Du commerce à la cour. Les marchands parisiens et la cour de Bourgogne, 1363-1422
Florence Berland
Berland, Florence, "Du commerce à la cour. Les marchands parisiens et la cour de Bourgogne, 1363-1422", Hypothèses, 1, 2009 (12), p. 27-37
Extrait de l’article
En septembre 1402, le duc de Bourgogne Philippe le Hardi gratifie « Fransoys de Passan et Jehan Sac, marchans gennevois demourant a Paris » d’un don de mille écus d’or « pour leur aidier a achater une maison en la ville de Paris ». Ce don peut sembler de prime abord quelque peu surprenant : pourquoi en effet aider des Parisiens, certes d’origine italienne, mais solidement implantés à Paris et qui plus est de riches marchands, à investir dans l’immobilier de leur ville d’adoption ? Il témoigne de la complexité du lien qui unit les premiers ducs Valois de Bourgogne au milieu des marchands et fournisseurs parisiens.
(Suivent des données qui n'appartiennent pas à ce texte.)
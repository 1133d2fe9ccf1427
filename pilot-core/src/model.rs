//! The derived rendering model.
//!
//! [`DerivedModel`] is built once per generation run by
//! [`crate::loader::derive`] and never mutated afterwards. Import paths are
//! `/`-separated regardless of host platform.

use std::ops::Deref;

use serde::Serialize;

use crate::types::{Phase, ProjectDescriptor};

/// The descriptor plus every field templates need that is computed from it.
#[derive(Debug, Clone, PartialEq, Eq, Serialize)]
pub struct DerivedModel {
    pub(crate) project: ProjectDescriptor,
    pub(crate) module_root: String,
    pub(crate) group: String,
    pub(crate) version: String,
    pub(crate) types_import_path: String,
    pub(crate) scheduler_import_path: String,
    pub(crate) config_import_path: String,
    pub(crate) kind_lower_camel: String,
    pub(crate) operator_name: String,
}

impl DerivedModel {
    pub fn project(&self) -> &ProjectDescriptor {
        &self.project
    }

    /// Importable root path of the generated module.
    pub fn module_root(&self) -> &str {
        &self.module_root
    }

    pub fn group(&self) -> &str {
        &self.group
    }

    pub fn version(&self) -> &str {
        &self.version
    }

    /// `<root>/pkg/apis/<plural kind>/<version>`
    pub fn types_import_path(&self) -> &str {
        &self.types_import_path
    }

    /// `<root>/pkg/scheduler`
    pub fn scheduler_import_path(&self) -> &str {
        &self.scheduler_import_path
    }

    /// `<root>/pkg/config`
    pub fn config_import_path(&self) -> &str {
        &self.config_import_path
    }

    pub fn kind_lower_camel(&self) -> &str {
        &self.kind_lower_camel
    }

    pub fn operator_name(&self) -> &str {
        &self.operator_name
    }

    /// `<root>/pkg/workers/<phase package>`
    pub fn worker_import_path(&self, phase: &Phase) -> String {
        format!("{}/pkg/workers/{}", self.module_root, phase.worker_package())
    }

    /// Every phase in descriptor order, paired with this model.
    pub fn phases(&self) -> impl Iterator<Item = BoundPhase<'_>> + '_ {
        self.project
            .phases
            .iter()
            .map(move |phase| BoundPhase { phase, project: self })
    }

    /// Look up a phase by name.
    pub fn phase(&self, name: &str) -> Option<BoundPhase<'_>> {
        self.phases().find(|p| p.name.0 == name)
    }
}

/// A phase together with the model that owns it.
///
/// This is the rendering context for per-phase templates, which need both
/// the phase's own fields and project-level import paths. Serializes as
/// the phase's fields plus `worker_package`, `worker_import_path` and a
/// nested `project`.
#[derive(Debug, Clone, Copy)]
pub struct BoundPhase<'a> {
    phase: &'a Phase,
    project: &'a DerivedModel,
}

impl<'a> BoundPhase<'a> {
    pub fn phase(&self) -> &'a Phase {
        self.phase
    }

    pub fn project(&self) -> &'a DerivedModel {
        self.project
    }

    pub fn worker_import_path(&self) -> String {
        self.project.worker_import_path(self.phase)
    }
}

impl Deref for BoundPhase<'_> {
    type Target = Phase;

    fn deref(&self) -> &Phase {
        self.phase
    }
}

impl Serialize for BoundPhase<'_> {
    fn serialize<S: serde::Serializer>(&self, serializer: S) -> Result<S::Ok, S::Error> {
        #[derive(Serialize)]
        struct View<'a> {
            #[serde(flatten)]
            phase: &'a Phase,
            worker_package: String,
            worker_import_path: String,
            project: &'a DerivedModel,
        }

        View {
            phase: self.phase,
            worker_package: self.phase.worker_package(),
            worker_import_path: self.worker_import_path(),
            project: self.project,
        }
        .serialize(serializer)
    }
}
//! Axum route handlers for the current user.

use axum::{extract::State, Json};

use crate::auth::Identity;
use crate::errors::AppError;
use crate::models::User;
use crate::state::AppState;

/// GET /api/users/me
pub async fn handle_get_me(
    State(state): State<AppState>,
    identity: Identity,
) -> Result<Json<User>, AppError> {
    identity.require_user()?;
    let user = identity
        .load_user(&state.repo)
        .await?
        .ok_or_else(|| AppError::NotFound("User not found".to_string()))?;
    Ok(Json(user))
}

/// PUT /api/users/me
///
/// Syncs the user record from the session claims.
pub async fn handle_sync_me(
    State(state): State<AppState>,
    identity: Identity,
) -> Result<Json<User>, AppError> {
    let claims = identity.claims().ok_or(AppError::Unauthorized)?;

    let user = state.repo.upsert_user(claims.to_new_user()).await?;

    Ok(Json(user))
}
// LLM prompts for the Interviews module.

use crate::llm_client::prompts::{job_info_context, MARKDOWN_OUTPUT_INSTRUCTION};
use crate::llm_client::LlmRequest;
use crate::models::JobInfo;
use crate::voice::CondensedMessage;

/// System prompt for interview feedback. Replace `{job_context}` and
/// `{candidate}`.
const FEEDBACK_SYSTEM_TEMPLATE: &str = r#"You are an expert interview coach reviewing the transcript of a mock job interview.
The candidate's name is {candidate}. Speak to them directly in the second person.

{job_context}

Evaluate the candidate in these categories, each under its own `##` heading with a score from 1 to 10:
1. Communication Clarity
2. Confidence and Emotional State
3. Response Quality
4. Pacing and Timing
5. Engagement and Interaction
6. Role Fit and Alignment

For each category quote or reference specific moments from the transcript, then give concrete suggestions.
Finish with `## Overall Rating: N/10` and a short summary of the most important improvements."#;

/// Renders the condensed transcript, one speaker turn per paragraph.
pub fn render_transcript(messages: &[CondensedMessage], candidate: &str) -> String {
    messages
        .iter()
        .map(|m| {
            let speaker = if m.is_user { candidate } else { "Interviewer" };
            format!("{speaker}: {}", m.content.join(" "))
        })
        .collect::<Vec<_>>()
        .join("\n\n")
}

pub fn feedback_request(
    job_info: &JobInfo,
    candidate: &str,
    duration: &str,
    messages: &[CondensedMessage],
) -> LlmRequest {
    let system = format!(
        "{}\n\n{}",
        FEEDBACK_SYSTEM_TEMPLATE
            .replace("{job_context}", &job_info_context(job_info))
            .replace("{candidate}", candidate),
        MARKDOWN_OUTPUT_INSTRUCTION
    );

    LlmRequest::new(system).user(format!(
        "Interview duration: {duration}\n\nTRANSCRIPT:\n{}",
        render_transcript(messages, candidate)
    ))
}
Le duc de Bourgogne séjourne souvent et longtemps à Paris, accompagné de son hôtel et de ses courtisans. Paris est la ville capitale du royaume, où il est primordial d’avoir un ancrage : elle est à la fois centre de production de luxe où le prince et sa cour peuvent se fournir, et centre et enjeu de pouvoir, théâtre de la concurrence des princes dans un contexte qui se tend au cours de la période considérée. Parmi tous les Parisiens avec lesquels le duc peut nouer des liens, les marchands et les fournisseurs constituent un groupe important, et essentiel à la vie de la cour. La cour est en effet un centre de consommation, qu’il s’agit d’approvisionner, et le poids de Paris dans la consommation ducale est renforcé par les habitudes parisiennes du duc, qui, même lorsqu’il est loin de Paris, dépêche des chevaucheurs pour y acheter ou en ramener des vêtements, tapisseries ou pièces d’orfèvrerie. Paris tient le premier rang en valeur des achats effectués : pour l’orfèvrerie et le textile, de 1363 à 1422, de 60 à 95% des sommes dépensées par les ducs le sont à Paris. Les marchands parisiens ont aussi un rôle financier considérable, et sont souvent sollicités pour alimenter les caisses du duc.